Quinn is a New York Times bestselling author 19 times over and her books have been translated into 29 languages, so why do people still like to poke fun at the romance novel genre?
“Our society tends to devalue anything that is perceived as feminine,” Quinn said. “[Seattle celebrity librarian and literary critic] Nancy Pearl said something that has always stayed with me. She said that literary fiction is always judged by the best of its examples. Romance is always judged by the worst. And it’s true! They find the most over-the-top, crazy, bonkers romance novels that they can and make it sound like that’s what everything is. But it’s just absolutely not true, there’s fabulous writing out there.”
“And, you know, the old-time, cheesy book covers don’t particularly help,” she added. “The second most common question I get after, ‘Where do you get your ideas?’ is, ‘Have you met Fabio?'”
If you love romance novels, you are in good company: Romance is the top revenue generating literary category in the United States. Half of the paperback books sold in the United States are romance or erotica. No matter how poorly the publishing industry or the economy is doing, romance always sells.
But Quinn almost took another career route.
“I sold my first two books, in a two-book deal, the same month I got into medical school,” Quinn said. “I did go for about two or three months before I realized this is not the right thing. I withdrew and have been writing full time ever since. I am married to a doctor; I know exactly what I’m missing. I’m one hundred percent sure I made the correct decision. Especially now; he’s an infectious disease specialist, so it’s a big year for him.”
Quinn is from the East Coast, but she moved to Seattle about 20 years ago. When she had kids, her mother followed.
“My mother is the typical Jewish mom who thinks that chicken soup can cure everything.

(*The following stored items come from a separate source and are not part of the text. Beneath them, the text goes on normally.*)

use std::collections::{BTreeMap, BTreeSet};

use serde::ser::SerializeMap;
use serde::{Serialize, Serializer};

/// Canonical representation of a missing cell after cleansing.
pub const NULL_VALUE: &str = "null";

/// Name of the consolidated change-summary column.
pub const CHANGE_COLUMN: &str = "change";

// ---------------------------------------------------------------------------
// Sources + field types
// ---------------------------------------------------------------------------

/// Which of the two exports a table came from.
#[derive(Debug, Clone, Copy, PartialEq, Eq, Hash, PartialOrd, Ord, Serialize)]
#[serde(rename_all = "snake_case")]
pub enum SourceRole {
    /// The authoritative enrollment export.
    Primary,
    /// The external counterpart export.
    Partner,
}

impl SourceRole {
    /// Column suffix used for this side's copy of a shared field after the join.
    pub fn suffix(&self) -> &'static str {
        match self {
            Self::Primary => "_primary",
            Self::Partner => "_partner",
        }
    }
}

impl std::fmt::Display for SourceRole {
    fn fmt(&self, f: &mut std::fmt::Formatter<'_>) -> std::fmt::Result {
        match self {
            Self::Primary => write!(f, "primary"),
            Self::Partner => write!(f, "partner"),
        }
    }
}

/// Semantic type tag that selects a value normalizer.
#[derive(Debug, Clone, Copy, PartialEq, Eq, Hash, Serialize)]
#[serde(rename_all = "snake_case")]
pub enum FieldType {
    String,
    Date,
    Currency,
    Name,
    Gender,
    Phone,
    Email,
    Untyped,
}

impl FieldType {
    pub fn as_str(&self) -> &'static str {
        match self {
            Self::String => "string",
            Self::Date => "date",
            Self::Currency => "currency",
            Self::Name => "name",
            Self::Gender => "gender",
            Self::Phone => "phone",
            Self::Email => "email",
            Self::Untyped => "untyped",
        }
    }
}

impl std::fmt::Display for FieldType {
    fn fmt(&self, f: &mut std::fmt::Formatter<'_>) -> std::fmt::Result {
        f.write_str(self.as_str())
    }
}

/// A canonical column name and its type tag.
#[derive(Debug, Clone, PartialEq, Eq, Serialize)]
pub struct FieldSpec {
    pub name: String,
    pub field_type: FieldType,
}

impl FieldSpec {
    pub fn new(name: impl Into<String>, field_type: FieldType) -> Self {
        Self {
            name: name.into(),
            field_type,
        }
    }

    pub fn untyped(name: impl Into<String>) -> Self {
        Self::new(name, FieldType::Untyped)
    }
}

// ---------------------------------------------------------------------------
// Tables
// ---------------------------------------------------------------------------

/// One source file as read: header row plus positional data rows.
#[derive(Debug, Clone, Default, PartialEq, Eq)]
pub struct RawTable {
    pub headers: Vec<String>,
    pub rows: Vec<Vec<String>>,
}

impl RawTable {
    /// Build a table, padding short rows with empty cells and dropping cells
    /// beyond the header width.
    pub fn new(headers: Vec<String>, rows: Vec<Vec<String>>) -> Self {
        let width = headers.len();
        let rows = rows
            .into_iter()
            .map(|mut row| {
                row.resize(width, String::new());
                row
            })
            .collect();
        Self { headers, rows }
    }

    pub fn width(&self) -> usize {
        self.headers.len()
    }

    pub fn len(&self) -> usize {
        self.rows.len()
    }

    pub fn is_empty(&self) -> bool {
        self.rows.is_empty()
    }
}

/// A table whose headers have been translated to canonical field names.
#[derive(Debug, Clone, PartialEq, Eq)]
pub struct CanonicalTable {
    pub role: SourceRole,
    pub columns: Vec<FieldSpec>,
    pub rows: Vec<Vec<String>>,
}

impl CanonicalTable {
    pub fn column_index(&self, name: &str) -> Option<usize> {
        self.columns.iter().position(|c| c.name == name)
    }

    pub fn has_column(&self, name: &str) -> bool {
        self.column_index(name).is_some()
    }

    pub fn column_names(&self) -> impl Iterator<Item = &str> {
        self.columns.iter().map(|c| c.name.as_str())
    }

    pub fn len(&self) -> usize {
        self.rows.len()
    }

    pub fn is_empty(&self) -> bool {
        self.rows.is_empty()
    }

    /// Replace the values of `name`, appending the column if it does not exist yet.
    pub fn set_column(&mut self, spec: FieldSpec, values: Vec<String>) {
        let idx = match self.column_index(&spec.name) {
            Some(idx) => {
                self.columns[idx] = spec;
                idx
            }
            None => {
                self.columns.push(spec);
                for row in &mut self.rows {
                    row.push(String::new());
                }
                self.columns.len() - 1
            }
        };
        for (row, value) in self.rows.iter_mut().zip(values) {
            row[idx] = value;
        }
    }

    /// Apply `f` to every cell of column `idx`. `f` receives the 1-based row number.
    pub fn try_map_column<E>(
        &mut self,
        idx: usize,
        mut f: impl FnMut(usize, &str) -> Result<String, E>,
    ) -> Result<(), E> {
        for (i, row) in self.rows.iter_mut().enumerate() {
            row[idx] = f(i + 1, &row[idx])?;
        }
        Ok(())
    }
}

// ---------------------------------------------------------------------------
// Identity + join
// ---------------------------------------------------------------------------

/// Exact-match identity of an insured individual.
#[derive(Debug, Clone, PartialEq, Eq, Hash, PartialOrd, Ord, Serialize)]
pub struct IdentityKey {
    pub last_name: String,
    pub first_name: String,
    pub dob: String,
}

/// One output row of the outer join.
#[derive(Debug, Clone, PartialEq, Eq)]
pub struct JoinedRow {
    pub key: IdentityKey,
    pub fields: BTreeMap<String, String>,
}

impl JoinedRow {
    /// Value of a shared field as reported by `role`.
    pub fn side_value(&self, field: &str, role: SourceRole) -> Option<&str> {
        self.fields
            .get(&format!("{field}{}", role.suffix()))
            .map(String::as_str)
    }
}

#[derive(Debug, Default)]
pub struct JoinResult {
    pub matched: Vec<JoinedRow>,
    pub primary_only: Vec<JoinedRow>,
    pub partner_only: Vec<JoinedRow>,
    /// Non-key columns present in both tables.
    pub shared_columns: BTreeSet<String>,
}

// ---------------------------------------------------------------------------
// Changes
// ---------------------------------------------------------------------------

#[derive(Debug, Clone, Copy, PartialEq, Eq, Serialize)]
#[serde(rename_all = "snake_case")]
pub enum ChangeKind {
    /// Present only in the partner export.
    Added,
    /// Present only in the primary export.
    Removed,
    /// Present in both with at least one differing attribute.
    FieldChanged,
}

impl std::fmt::Display for ChangeKind {
    fn fmt(&self, f: &mut std::fmt::Formatter<'_>) -> std::fmt::Result {
        match self {
            Self::Added => write!(f, "added"),
            Self::Removed => write!(f, "removed"),
            Self::FieldChanged => write!(f, "field_changed"),
        }
    }
}

#[derive(Debug, Clone, PartialEq, Eq, Serialize)]
pub struct FieldChange {
    pub field: String,
    pub old: String,
    pub new: String,
}

#[derive(Debug, Clone, PartialEq, Eq)]
pub struct ChangeEntry {
    pub key: IdentityKey,
    pub kind: ChangeKind,
    pub changes: Vec<FieldChange>,
    pub summary: String,
    pub fields: BTreeMap<String, String>,
}

// ---------------------------------------------------------------------------
// Report
// ---------------------------------------------------------------------------

/// All changes for one individual, columns in final report order.
#[derive(Debug, Clone, PartialEq, Eq)]
pub struct ConsolidatedRecord {
    pub key: IdentityKey,
    pub kinds: Vec<ChangeKind>,
    pub columns: Vec<(String, String)>,
}

impl ConsolidatedRecord {
    pub fn get(&self, column: &str) -> Option<&str> {
        self.columns
            .iter()
            .find(|(name, _)| name == column)
            .map(|(_, value)| value.as_str())
    }

    pub fn change(&self) -> &str {
        self.get(CHANGE_COLUMN).unwrap_or_default()
    }

    pub fn column_names(&self) -> Vec<&str> {
        self.columns.iter().map(|(name, _)| name.as_str()).collect()
    }
}

impl Serialize for ConsolidatedRecord {
    fn serialize<S: Serializer>(&self, serializer: S) -> Result<S::Ok, S::Error> {
        let mut map = serializer.serialize_map(Some(self.columns.len()))?;
        for (name, value) in &self.columns {
            map.serialize_entry(name, value)?;
        }
        map.end()
    }
}

/// The JSON contract returned to the caller.
#[derive(Debug, Clone, Default, Serialize)]
pub struct CompareReport {
    pub general: Vec<ConsolidatedRecord>,
    /// Reserved; always empty.
    pub customer: Vec<serde_json::Value>,
}

#[derive(Debug, Clone, Default, PartialEq, Eq, Serialize)]
pub struct ReconSummary {
    pub primary_rows: usize,
    pub partner_rows: usize,
    pub matched: usize,
    pub added: usize,
    pub removed: usize,
    pub changed: usize,
    pub records: usize,
}

// ---------------------------------------------------------------------------
// Input + Output
// ---------------------------------------------------------------------------

/// The two raw tables of one comparison request.
pub struct CompareInput {
    pub primary: RawTable,
    pub partner: RawTable,
}

#[derive(Debug, Clone)]
pub struct ReconResult {
    pub report: CompareReport,
    pub summary: ReconSummary,
}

You have a rash? You should apply it topically. She lives very close by and if anyone has a sniffle she says, ‘I have soup in the freezer!,'” Quinn said. “I raised my kids in the Pacific Northwest and one of them had a cold and my mom says, again, ‘I have soup in the freezer, I’ll bring it over!’ My kids were like, ‘We don’t want Nana’s chicken soup, we want pho.’ It was like you had stabbed my mother through the heart. So I went out to my favorite pho place, Pho Bac.”
“Well, fast forward a couple years and my mom is sick,” she continued. “So I asked her, ‘Do you want me to make you chicken soup?’ And in this little, tiny voice she says, ‘Do you think you could get me some pho?'”
This is just an excerpt from the Julia Quinn episode of Your Last Meal podcast. Listen to the whole episode to learn why Seattle has so many pho restaurants, and how Washington state became home to the third largest Vietnamese population in the country.
“If you go around Seattle, every block has a pho shop,” said Yenvy Pham, co-owner of Seattle’s oldest pho shop, Pho Bac. “It’s like a Starbucks. Seattle is known for coffee? Seattle, we’re known for pho!”
And what would the Bridgerton family have eaten? I called Paul Couchman, a food historian known as “The Regency Chef” who offers Regency Era cooking classes and catering at The Regency Town House, a restored 1820s mansion in Brighton, England.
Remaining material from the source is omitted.